→ TASK OBJECTIVE
Each line in the records that mentions the word "Returns" needs to be listed.

Dataset entries
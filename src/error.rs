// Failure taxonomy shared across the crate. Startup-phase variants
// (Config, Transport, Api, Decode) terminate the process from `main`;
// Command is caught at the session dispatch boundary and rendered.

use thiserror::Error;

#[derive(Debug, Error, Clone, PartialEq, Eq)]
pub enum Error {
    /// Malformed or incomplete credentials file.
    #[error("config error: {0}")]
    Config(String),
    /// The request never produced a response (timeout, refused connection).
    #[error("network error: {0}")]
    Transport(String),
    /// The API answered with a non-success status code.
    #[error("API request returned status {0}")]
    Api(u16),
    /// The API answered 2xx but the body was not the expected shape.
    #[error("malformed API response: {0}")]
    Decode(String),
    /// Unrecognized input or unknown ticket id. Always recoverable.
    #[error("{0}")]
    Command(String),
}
...
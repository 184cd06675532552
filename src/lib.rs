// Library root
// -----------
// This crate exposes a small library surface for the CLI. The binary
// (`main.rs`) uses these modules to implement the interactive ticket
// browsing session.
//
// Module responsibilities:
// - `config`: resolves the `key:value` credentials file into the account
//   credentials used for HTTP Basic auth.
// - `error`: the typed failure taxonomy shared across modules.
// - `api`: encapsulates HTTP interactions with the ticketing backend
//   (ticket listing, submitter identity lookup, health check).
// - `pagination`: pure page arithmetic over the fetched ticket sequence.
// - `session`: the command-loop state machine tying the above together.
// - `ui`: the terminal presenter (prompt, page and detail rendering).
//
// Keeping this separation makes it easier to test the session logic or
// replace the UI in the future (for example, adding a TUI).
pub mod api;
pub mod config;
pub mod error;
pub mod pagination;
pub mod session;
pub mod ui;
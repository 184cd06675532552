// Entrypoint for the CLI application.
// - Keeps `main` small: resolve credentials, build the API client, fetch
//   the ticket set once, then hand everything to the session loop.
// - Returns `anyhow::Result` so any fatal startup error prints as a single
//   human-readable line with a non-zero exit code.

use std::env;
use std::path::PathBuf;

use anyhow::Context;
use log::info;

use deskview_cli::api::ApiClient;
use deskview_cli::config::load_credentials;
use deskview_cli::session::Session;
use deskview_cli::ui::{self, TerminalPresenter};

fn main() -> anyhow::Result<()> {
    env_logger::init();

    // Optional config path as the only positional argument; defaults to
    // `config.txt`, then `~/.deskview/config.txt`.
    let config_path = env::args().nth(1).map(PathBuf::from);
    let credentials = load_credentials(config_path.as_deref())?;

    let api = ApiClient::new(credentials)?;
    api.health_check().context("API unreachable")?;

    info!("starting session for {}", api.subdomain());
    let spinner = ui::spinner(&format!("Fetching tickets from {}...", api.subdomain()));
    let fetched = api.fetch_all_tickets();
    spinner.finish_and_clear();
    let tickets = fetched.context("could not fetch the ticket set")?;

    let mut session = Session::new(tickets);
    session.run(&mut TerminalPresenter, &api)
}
* * *
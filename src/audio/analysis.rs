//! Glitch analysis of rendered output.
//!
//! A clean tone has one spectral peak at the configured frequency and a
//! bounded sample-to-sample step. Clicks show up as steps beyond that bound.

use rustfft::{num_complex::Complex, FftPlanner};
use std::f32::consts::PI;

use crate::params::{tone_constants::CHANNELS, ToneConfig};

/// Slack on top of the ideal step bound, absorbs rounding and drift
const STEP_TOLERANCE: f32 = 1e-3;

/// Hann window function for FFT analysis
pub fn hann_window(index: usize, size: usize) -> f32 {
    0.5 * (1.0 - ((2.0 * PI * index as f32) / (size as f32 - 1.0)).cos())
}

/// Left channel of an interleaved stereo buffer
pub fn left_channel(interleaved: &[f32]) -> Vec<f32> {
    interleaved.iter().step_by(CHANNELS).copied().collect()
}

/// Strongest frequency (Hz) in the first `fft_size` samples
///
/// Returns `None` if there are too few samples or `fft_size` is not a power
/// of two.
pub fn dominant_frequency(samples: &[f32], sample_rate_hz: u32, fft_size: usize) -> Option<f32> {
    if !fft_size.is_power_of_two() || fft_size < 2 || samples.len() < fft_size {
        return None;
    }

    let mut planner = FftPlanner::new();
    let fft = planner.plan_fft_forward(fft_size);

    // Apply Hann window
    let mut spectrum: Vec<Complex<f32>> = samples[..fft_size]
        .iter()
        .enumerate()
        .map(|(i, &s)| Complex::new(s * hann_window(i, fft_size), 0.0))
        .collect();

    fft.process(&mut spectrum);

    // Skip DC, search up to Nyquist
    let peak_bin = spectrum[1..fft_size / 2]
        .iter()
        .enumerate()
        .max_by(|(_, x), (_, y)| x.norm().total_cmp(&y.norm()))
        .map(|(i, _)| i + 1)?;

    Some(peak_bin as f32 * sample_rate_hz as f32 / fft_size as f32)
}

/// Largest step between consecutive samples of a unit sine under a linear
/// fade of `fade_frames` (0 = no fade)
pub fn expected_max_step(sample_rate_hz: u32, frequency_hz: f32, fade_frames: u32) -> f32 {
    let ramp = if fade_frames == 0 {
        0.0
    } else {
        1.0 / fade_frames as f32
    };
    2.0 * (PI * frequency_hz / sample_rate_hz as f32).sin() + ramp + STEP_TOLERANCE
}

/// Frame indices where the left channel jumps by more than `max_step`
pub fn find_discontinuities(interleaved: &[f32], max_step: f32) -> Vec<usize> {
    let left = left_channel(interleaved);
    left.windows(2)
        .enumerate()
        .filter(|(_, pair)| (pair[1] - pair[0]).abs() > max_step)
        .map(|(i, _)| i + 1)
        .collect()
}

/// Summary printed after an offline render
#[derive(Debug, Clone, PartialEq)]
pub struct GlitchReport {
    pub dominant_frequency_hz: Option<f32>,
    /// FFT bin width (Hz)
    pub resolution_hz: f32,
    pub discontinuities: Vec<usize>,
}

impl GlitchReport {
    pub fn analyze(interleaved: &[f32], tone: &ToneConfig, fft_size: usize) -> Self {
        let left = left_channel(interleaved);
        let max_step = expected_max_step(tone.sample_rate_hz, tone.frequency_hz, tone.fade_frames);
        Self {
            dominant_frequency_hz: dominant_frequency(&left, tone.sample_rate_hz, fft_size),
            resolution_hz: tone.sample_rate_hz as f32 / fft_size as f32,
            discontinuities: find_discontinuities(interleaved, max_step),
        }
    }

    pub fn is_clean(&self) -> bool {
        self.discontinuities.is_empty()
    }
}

→ REPLY
// - Returns `anyhow::Result` so any fatal startup error prints as a single
/// Returns `None` if there are too few samples or `fft_size` is not a power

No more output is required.